> **WHAT YOU NEED TO DO**
Restate word for word the entries below, starting with the line with "use tokio::sync::mpsc::error::TrySendError;" and continuing through the line with "pub type ConnectionSender". Include both of those lines and no others.

*** DATASET CONTENT Section Begins ***

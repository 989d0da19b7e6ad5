//! HTTP route definitions

use axum::{
    extract::State,
    http::{header, HeaderValue, Method, StatusCode},
    response::{IntoResponse, Json},
    routing::get,
    Router,
};
use serde::Serialize;
use tower_http::{
    cors::{Any, CorsLayer},
    trace::TraceLayer,
};
use tracing::warn;

use crate::app::AppState;
use crate::game::RoomStatus;
use crate::ws::ws_handler;

/// Build the application router
pub fn build_router(state: AppState) -> Router {
    Router::new()
        .route("/", get(root_handler))
        .route("/health", get(health_handler))
        .route("/ws", get(ws_handler))
        .layer(TraceLayer::new_for_http())
        .layer(cors_layer(&state.config.client_origins))
        .with_state(state)
}

/// CORS for the configured origins; any origin when none are configured
fn cors_layer(origins: &[String]) -> CorsLayer {
    let allowed: Vec<HeaderValue> = origins
        .iter()
        .filter_map(|s| match s.parse::<HeaderValue>() {
            Ok(v) => Some(v),
            Err(_) => {
                warn!(origin = %s, "Ignoring invalid CORS origin");
                None
            }
        })
        .collect();

    let cors = CorsLayer::new()
        .allow_methods([Method::GET, Method::OPTIONS])
        .allow_headers([header::CONTENT_TYPE]);

    if allowed.is_empty() {
        cors.allow_origin(Any)
    } else {
        cors.allow_origin(allowed)
    }
}

// ============================================================================
// Liveness
// ============================================================================

async fn root_handler() -> &'static str {
    "Dodge! multiplayer server is running"
}

// ============================================================================
// Health endpoint
// ============================================================================

#[derive(Serialize)]
struct HealthResponse {
    status: &'static str,
    uptime_secs: u64,
    connections: usize,
    rooms: Vec<RoomStatus>,
}

async fn health_handler(State(state): State<AppState>) -> impl IntoResponse {
    match state.sessions.status().await {
        Some(status) => (
            StatusCode::OK,
            Json(HealthResponse {
                status: "ok",
                uptime_secs: state.uptime.secs(),
                connections: status.connections,
                rooms: status.rooms,
            }),
        ),
        None => (
            StatusCode::SERVICE_UNAVAILABLE,
            Json(HealthResponse {
                status: "unavailable",
                uptime_secs: state.uptime.secs(),
                connections: 0,
                rooms: Vec::new(),
            }),
        ),
    }
}
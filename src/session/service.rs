//! Session service - the single task that owns the match engine
//!
//! Connection handlers and match drivers only talk to it through channels,
//! so every engine mutation happens here, one command at a time.

use std::collections::HashMap;
use tokio::sync::mpsc::error::TrySendError;
use tokio::sync::{mpsc, oneshot};
use tracing::{debug, info, warn};

use crate::game::{ConnectionId, DriverEvent, MatchEngine, Outbound, RoomStatus};
use crate::ws::protocol::{ClientMsg, ServerMsg};

/// Outbound channel for one connection
pub type ConnectionSender = mpsc::Sender<ServerMsg>;

/// Capacity of each connection's outbound queue
pub const OUTBOUND_QUEUE: usize = 64;

/// Commands from connection handlers and HTTP routes
#[derive(Debug)]
pub enum SessionCommand {
    /// A new connection is established
    Connect {
        id: ConnectionId,
        sender: ConnectionSender,
    },
    /// A parsed event from a connection
    Client { id: ConnectionId, msg: ClientMsg },
    /// A connection was torn down
    Disconnect { id: ConnectionId },
    /// Status query for the health endpoint
    Status { reply: oneshot::Sender<ServiceStatus> },
}

/// Snapshot of the service for status reporting
#[derive(Debug, Clone, serde::Serialize)]
pub struct ServiceStatus {
    pub connections: usize,
    pub rooms: Vec<RoomStatus>,
}

/// Cheap, cloneable handle for sending commands to the service
#[derive(Clone)]
pub struct SessionHandle {
    cmd_tx: mpsc::Sender<SessionCommand>,
}

impl SessionHandle {
    /// Register a connection and its outbound channel
    pub async fn connect(&self, id: ConnectionId, sender: ConnectionSender) -> bool {
        self.send(SessionCommand::Connect { id, sender }).await
    }

    /// Forward a client event. Returns false if the service is gone.
    pub async fn client_msg(&self, id: ConnectionId, msg: ClientMsg) -> bool {
        self.send(SessionCommand::Client { id, msg }).await
    }

    pub async fn disconnect(&self, id: ConnectionId) -> bool {
        self.send(SessionCommand::Disconnect { id }).await
    }

    pub async fn status(&self) -> Option<ServiceStatus> {
        let (reply, rx) = oneshot::channel();
        if !self.send(SessionCommand::Status { reply }).await {
            return None;
        }
        rx.await.ok()
    }

    async fn send(&self, cmd: SessionCommand) -> bool {
        self.cmd_tx.send(cmd).await.is_ok()
    }
}

/// The session actor
pub struct SessionService {
    engine: MatchEngine,
    connections: HashMap<ConnectionId, ConnectionSender>,
    cmd_rx: mpsc::Receiver<SessionCommand>,
    driver_rx: mpsc::Receiver<DriverEvent>,
}

impl SessionService {
    /// Create the service around an engine whose drivers report on `driver_rx`
    pub fn new(
        engine: MatchEngine,
        driver_rx: mpsc::Receiver<DriverEvent>,
    ) -> (Self, SessionHandle) {
        let (cmd_tx, cmd_rx) = mpsc::channel(256);

        let service = Self {
            engine,
            connections: HashMap::new(),
            cmd_rx,
            driver_rx,
        };

        (service, SessionHandle { cmd_tx })
    }

    /// Process commands and driver firings until every handle is dropped
    pub async fn run(mut self) {
        info!("Session service started");

        loop {
            tokio::select! {
                cmd = self.cmd_rx.recv() => match cmd {
                    Some(cmd) => self.handle_command(cmd),
                    None => break,
                },
                Some(event) = self.driver_rx.recv() => {
                    self.engine.on_driver(event);
                }
            }

            self.flush();
        }

        info!("Session service stopped");
    }

    fn handle_command(&mut self, cmd: SessionCommand) {
        match cmd {
            SessionCommand::Connect { id, sender } => {
                info!(conn_id = %id, "Connection registered");
                let _ = sender.try_send(ServerMsg::Welcome { id });
                self.connections.insert(id, sender);
            }
            SessionCommand::Client { id, msg } => {
                if !self.connections.contains_key(&id) {
                    warn!(conn_id = %id, "Event from unregistered connection");
                    return;
                }
                self.route(id, msg);
            }
            SessionCommand::Disconnect { id } => {
                self.connections.remove(&id);
                self.engine.disconnect(id);
                info!(conn_id = %id, "Connection removed");
            }
            SessionCommand::Status { reply } => {
                let _ = reply.send(ServiceStatus {
                    connections: self.connections.len(),
                    rooms: self.engine.registry().status(),
                });
            }
        }
    }

    fn route(&mut self, id: ConnectionId, msg: ClientMsg) {
        match msg {
            ClientMsg::JoinLobby { mode } => self.engine.join(id, &mode),
            ClientMsg::SetReady { mode, ready } => self.engine.set_ready(id, &mode, ready),
            ClientMsg::PlayerMove { mode, x, y } => self.engine.move_player(id, &mode, x, y),
        }
    }

    /// Deliver everything the engine queued, in order.
    ///
    /// A connection whose queue is full skips state updates. If anything
    /// else no longer fits, the connection is dropped and treated as a
    /// disconnect, which may queue more messages for the others.
    fn flush(&mut self) {
        loop {
            let stalled = self.deliver();
            if stalled.is_empty() {
                break;
            }
            for id in stalled {
                if self.connections.remove(&id).is_some() {
                    warn!(conn_id = %id, "Outbound queue full, dropping connection");
                    self.engine.disconnect(id);
                }
            }
        }
    }

    /// Returns the connections that could not take a required message
    fn deliver(&mut self) -> Vec<ConnectionId> {
        let mut stalled = Vec::new();

        for Outbound { to, msg } in self.engine.take_outbound() {
            for id in to.targets() {
                let Some(sender) = self.connections.get(id) else {
                    debug!(conn_id = %id, event = msg.event(), "No connection for recipient");
                    continue;
                };
                match sender.try_send(msg.clone()) {
                    Ok(()) => {}
                    Err(TrySendError::Full(_)) if matches!(msg, ServerMsg::StateUpdate { .. }) => {
                        warn!(conn_id = %id, "Client lagging, skipping state update");
                    }
                    Err(TrySendError::Full(_)) => stalled.push(*id),
                    Err(TrySendError::Closed(_)) => {
                        debug!(conn_id = %id, event = msg.event(), "Connection writer gone");
                    }
                }
            }
        }

        stalled
    }
}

*** DATASET CONTENT Section Ends ***

> **TASK SOLUTION**
use tokio::sync::mpsc::error::TrySendError;
use tokio::sync::{mpsc, oneshot};
use tracing::{debug, info, warn};

use crate::game::{ConnectionId, DriverEvent, MatchEngine, Outbound, RoomStatus};
use crate::ws::protocol::{ClientMsg, ServerMsg};

/// Outbound channel for one connection
pub type ConnectionSender = mpsc::Sender<ServerMsg>;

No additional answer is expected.